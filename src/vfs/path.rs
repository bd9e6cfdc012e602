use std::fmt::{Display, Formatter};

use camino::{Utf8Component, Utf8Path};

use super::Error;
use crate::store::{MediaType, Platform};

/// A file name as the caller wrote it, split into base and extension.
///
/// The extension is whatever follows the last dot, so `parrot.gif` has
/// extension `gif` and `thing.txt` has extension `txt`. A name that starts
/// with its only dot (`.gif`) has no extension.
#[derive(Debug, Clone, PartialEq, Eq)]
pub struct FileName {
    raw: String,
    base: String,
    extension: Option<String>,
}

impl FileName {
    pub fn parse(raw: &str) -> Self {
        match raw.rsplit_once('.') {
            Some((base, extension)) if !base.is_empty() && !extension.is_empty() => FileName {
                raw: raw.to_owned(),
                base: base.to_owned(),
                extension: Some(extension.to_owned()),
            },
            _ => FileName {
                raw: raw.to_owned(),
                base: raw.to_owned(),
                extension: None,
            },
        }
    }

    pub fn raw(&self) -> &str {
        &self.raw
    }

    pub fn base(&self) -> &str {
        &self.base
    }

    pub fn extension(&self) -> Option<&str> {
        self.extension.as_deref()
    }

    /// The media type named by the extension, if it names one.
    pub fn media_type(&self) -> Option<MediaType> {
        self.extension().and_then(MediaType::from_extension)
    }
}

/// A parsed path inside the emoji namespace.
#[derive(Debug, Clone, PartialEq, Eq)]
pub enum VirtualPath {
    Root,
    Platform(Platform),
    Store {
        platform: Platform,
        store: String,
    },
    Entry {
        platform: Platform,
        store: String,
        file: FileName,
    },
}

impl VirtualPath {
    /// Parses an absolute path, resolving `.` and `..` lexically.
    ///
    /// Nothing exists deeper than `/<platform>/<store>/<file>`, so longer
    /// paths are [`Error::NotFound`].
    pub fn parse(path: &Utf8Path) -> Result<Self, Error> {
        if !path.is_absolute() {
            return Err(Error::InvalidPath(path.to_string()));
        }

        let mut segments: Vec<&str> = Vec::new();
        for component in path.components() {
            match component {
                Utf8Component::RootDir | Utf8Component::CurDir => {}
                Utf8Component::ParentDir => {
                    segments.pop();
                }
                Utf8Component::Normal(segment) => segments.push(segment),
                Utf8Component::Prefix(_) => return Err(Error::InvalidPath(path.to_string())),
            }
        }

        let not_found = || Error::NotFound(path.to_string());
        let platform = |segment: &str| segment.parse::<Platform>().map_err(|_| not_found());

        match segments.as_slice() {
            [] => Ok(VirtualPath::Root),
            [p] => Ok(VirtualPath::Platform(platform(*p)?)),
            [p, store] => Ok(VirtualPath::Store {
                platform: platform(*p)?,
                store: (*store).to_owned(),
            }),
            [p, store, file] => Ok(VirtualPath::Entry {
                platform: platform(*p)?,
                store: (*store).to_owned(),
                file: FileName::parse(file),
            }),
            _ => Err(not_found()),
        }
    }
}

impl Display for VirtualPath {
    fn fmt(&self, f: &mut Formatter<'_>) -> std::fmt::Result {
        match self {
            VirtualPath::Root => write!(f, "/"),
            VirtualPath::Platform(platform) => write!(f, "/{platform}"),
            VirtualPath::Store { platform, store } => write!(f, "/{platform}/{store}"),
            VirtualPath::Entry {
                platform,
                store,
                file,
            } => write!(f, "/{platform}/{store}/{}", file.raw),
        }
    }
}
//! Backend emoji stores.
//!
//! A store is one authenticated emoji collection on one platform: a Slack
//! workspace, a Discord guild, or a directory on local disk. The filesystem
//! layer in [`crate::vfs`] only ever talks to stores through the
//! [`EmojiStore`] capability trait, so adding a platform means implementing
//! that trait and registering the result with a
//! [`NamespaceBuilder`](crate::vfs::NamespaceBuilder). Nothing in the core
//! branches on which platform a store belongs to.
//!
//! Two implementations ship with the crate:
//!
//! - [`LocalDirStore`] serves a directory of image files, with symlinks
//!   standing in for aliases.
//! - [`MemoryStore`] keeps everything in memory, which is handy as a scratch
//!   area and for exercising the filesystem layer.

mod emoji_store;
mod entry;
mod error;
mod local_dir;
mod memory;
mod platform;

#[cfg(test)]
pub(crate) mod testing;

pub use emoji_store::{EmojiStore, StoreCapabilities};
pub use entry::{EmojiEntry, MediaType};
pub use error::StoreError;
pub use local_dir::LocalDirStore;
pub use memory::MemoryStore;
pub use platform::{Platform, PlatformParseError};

──────

* **Requirement**: In the listing above, find the line with "platform means implementing", then copy it and every later line exactly, through the last line, and nothing else.

* **The completed task**:
//! [`EmojiStore`] capability trait, so adding a platform means implementing
//! that trait and registering the result with a
//! [`NamespaceBuilder`](crate::vfs::NamespaceBuilder). Nothing in the core
//! branches on which platform a store belongs to.
//!
//! Two implementations ship with the crate:
//!
//! - [`LocalDirStore`] serves a directory of image files, with symlinks
//!   standing in for aliases.
//! - [`MemoryStore`] keeps everything in memory, which is handy as a scratch
//!   area and for exercising the filesystem layer.

mod emoji_store;
mod entry;
mod error;
mod local_dir;
mod memory;
mod platform;

#[cfg(test)]
pub(crate) mod testing;

pub use emoji_store::{EmojiStore, StoreCapabilities};
pub use entry::{EmojiEntry, MediaType};
pub use error::StoreError;
pub use local_dir::LocalDirStore;
pub use memory::MemoryStore;
pub use platform::{Platform, PlatformParseError};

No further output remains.